Fig. 5.

Podocyte proliferation measured by p57/Ki-67 double staining. A–C: representative images of p57/Ki-67 staining at 2 and 4 wk at ×630 original magnification. A-1, A-2: normal mice: p57-positive nuclei (blue/gray) are detected in a typical podocyte distribution (arrowheads). No Ki-67 staining is detected in normal glomeruli. A tubular cell stains positive (red, dashed arrow) at 4 wk (A-2). B-1, B-2: mice with FSGS given DMSO: overall fewer p57 staining cells are detected; p57 staining is not detected in areas of sclerosis (*). At 2 wk, Ki-67 staining is detected in a cell lining Bowman's capsule, and at 4 wk positive staining is detected in a tubular cell.

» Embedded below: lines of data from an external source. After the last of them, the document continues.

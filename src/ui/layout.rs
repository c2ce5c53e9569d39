//! Scrolling list layout for the entry table
//!
//! Provides:
//! - Visible window that keeps the selection on screen
//! - Navigation helpers (up/down, page, home/end, tab wrap)

use std::ops::Range;

/// Single-column list layout
#[derive(Debug, Clone, Copy)]
pub struct ListLayout {
    /// Number of visible rows
    pub visible_rows: u16,
}

impl Default for ListLayout {
    fn default() -> Self {
        Self { visible_rows: 10 }
    }
}

impl ListLayout {
    pub fn new(visible_rows: u16) -> Self {
        Self {
            visible_rows: visible_rows.max(1),
        }
    }

    /// Range of rows to display so that `selected` is visible.
    /// Pages through the list rather than scrolling line by line.
    pub fn visible_range(&self, selected: usize, total: usize) -> Range<usize> {
        if total == 0 {
            return 0..0;
        }

        let page_size = self.visible_rows as usize;
        let page = selected.min(total - 1) / page_size;
        let start = page * page_size;
        let end = (start + page_size).min(total);
        start..end
    }

    pub fn move_up(&self, current: usize) -> usize {
        current.saturating_sub(1)
    }

    pub fn move_down(&self, current: usize, total: usize) -> usize {
        if current + 1 < total {
            current + 1
        } else {
            current
        }
    }

    pub fn page_up(&self, current: usize) -> usize {
        current.saturating_sub(self.visible_rows as usize)
    }

    pub fn page_down(&self, current: usize, total: usize) -> usize {
        (current + self.visible_rows as usize).min(total.saturating_sub(1))
    }

    pub fn move_end(&self, total: usize) -> usize {
        total.saturating_sub(1)
    }

    /// Tab navigation (next with wrap)
    pub fn tab_next(&self, current: usize, total: usize) -> usize {
        if total == 0 {
            0
        } else {
            (current + 1) % total
        }
    }

    /// Clamp a selection after the list shrank
    pub fn clamp(&self, current: usize, total: usize) -> usize {
        current.min(total.saturating_sub(1))
    }
}
use anyhow::{Context, Result};
use serde::{Deserialize, Serialize};
use std::path::{Path, PathBuf};
use std::time::Duration;

use crate::engine::DrawOptions;
use crate::entry::parse_stock;
use crate::ui::Theme;

#[derive(Debug, Clone, Default, Serialize, Deserialize)]
#[serde(default)]
pub struct Config {
    pub appearance: AppearanceConfig,
    pub draw: DrawConfig,
    pub palette: PaletteConfig,
    pub export: ExportConfig,
}

#[derive(Debug, Clone, Serialize, Deserialize)]
#[serde(default)]
pub struct AppearanceConfig {
    /// Theme preset: darkwall, catppuccin-mocha, catppuccin-latte, nord, gruvbox
    pub theme: String,
    pub selected_prefix: String,
    pub unselected_prefix: String,
    /// Glyph used for color swatches and the drawn ball
    pub ball_glyph: String,
}

#[derive(Debug, Clone, Serialize, Deserialize)]
#[serde(default)]
pub struct DrawConfig {
    /// Initial batch size
    pub count: usize,
    /// Exclude entries already picked within the same batch
    pub no_repeat: bool,
    /// Skip out-of-stock entries and take stock on every draw
    pub respect_stock: bool,
    /// Spin animation length before a result is revealed
    pub spin_ms: u64,
    /// Fixed RNG seed for reproducible draws
    pub seed: Option<u64>,
}

#[derive(Debug, Clone, Serialize, Deserialize)]
#[serde(default)]
pub struct PaletteConfig {
    /// Default number of generated colors
    pub count: usize,
    /// Default shared stock, empty for unlimited
    pub stock: String,
}

#[derive(Debug, Clone, Serialize, Deserialize)]
#[serde(default)]
pub struct ExportConfig {
    /// Where CSV/JSON exports are written
    pub dir: PathBuf,
}

impl Default for AppearanceConfig {
    fn default() -> Self {
        Self {
            theme: "darkwall".to_string(),
            selected_prefix: "❯ ".to_string(),
            unselected_prefix: "  ".to_string(),
            ball_glyph: "●".to_string(),
        }
    }
}

impl Default for DrawConfig {
    fn default() -> Self {
        Self {
            count: 1,
            no_repeat: true,
            respect_stock: true,
            spin_ms: 900,
            seed: None,
        }
    }
}

impl Default for PaletteConfig {
    fn default() -> Self {
        Self {
            count: 6,
            stock: "2".to_string(),
        }
    }
}

impl Default for ExportConfig {
    fn default() -> Self {
        Self {
            dir: dirs::download_dir().unwrap_or_else(|| PathBuf::from(".")),
        }
    }
}

impl DrawConfig {
    pub fn options(&self) -> DrawOptions {
        DrawOptions {
            count: self.count.max(1),
            no_repeat: self.no_repeat,
            respect_stock: self.respect_stock,
        }
    }

    pub fn spin_duration(&self) -> Duration {
        Duration::from_millis(self.spin_ms)
    }
}

impl PaletteConfig {
    pub fn stock(&self) -> Option<u32> {
        parse_stock(&self.stock)
    }
}

impl Config {
    pub fn load(path: &str) -> Result<Self> {
        let expanded = shellexpand::tilde(path);
        let path = Path::new(expanded.as_ref());

        if path.exists() {
            let content = std::fs::read_to_string(path)
                .with_context(|| format!("Failed to read config from {}", path.display()))?;
            toml::from_str(&content)
                .with_context(|| format!("Failed to parse config from {}", path.display()))
        } else {
            tracing::info!("Config file not found, using defaults");
            Ok(Self::default())
        }
    }

    /// Theme named in the config, falling back to the default preset
    pub fn resolve_theme(&self) -> Theme {
        Theme::from_preset(&self.appearance.theme).unwrap_or_else(|| {
            tracing::warn!("Unknown theme '{}', using default", self.appearance.theme);
            Theme::default()
        })
    }

    /// Export directory with `~` expanded
    pub fn export_dir(&self) -> PathBuf {
        let raw = self.export.dir.to_string_lossy();
        PathBuf::from(shellexpand::tilde(raw.as_ref()).as_ref())
    }
}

C-1, C-2: mice with FSGS given prednisone: at 2 wk, Ki-67 staining is detected in a cell lining Bowman's capsule, and at 4 wk positive staining is detected in a tubular cell. D1–3: negative controls (×200 magnification). D-1: staining for Ki-67 was not detected when the primary antibody was omitted (dashed circles represent glomeruli with p57 staining). D-2: staining for p57 was not detected when the primary antibody was omitted (dashed circles represent glomeruli; arrow represents a positive Ki-67 cell). D-3: staining for p57 or Ki-67 was not detected when both primary antibodies were omitted (dashed circles represent glomeruli). These data show that podocytes do not proliferate in mice with FSGS given DMSO or prednisone. Ki-67 staining is detected in cells lining Bowman's capsule.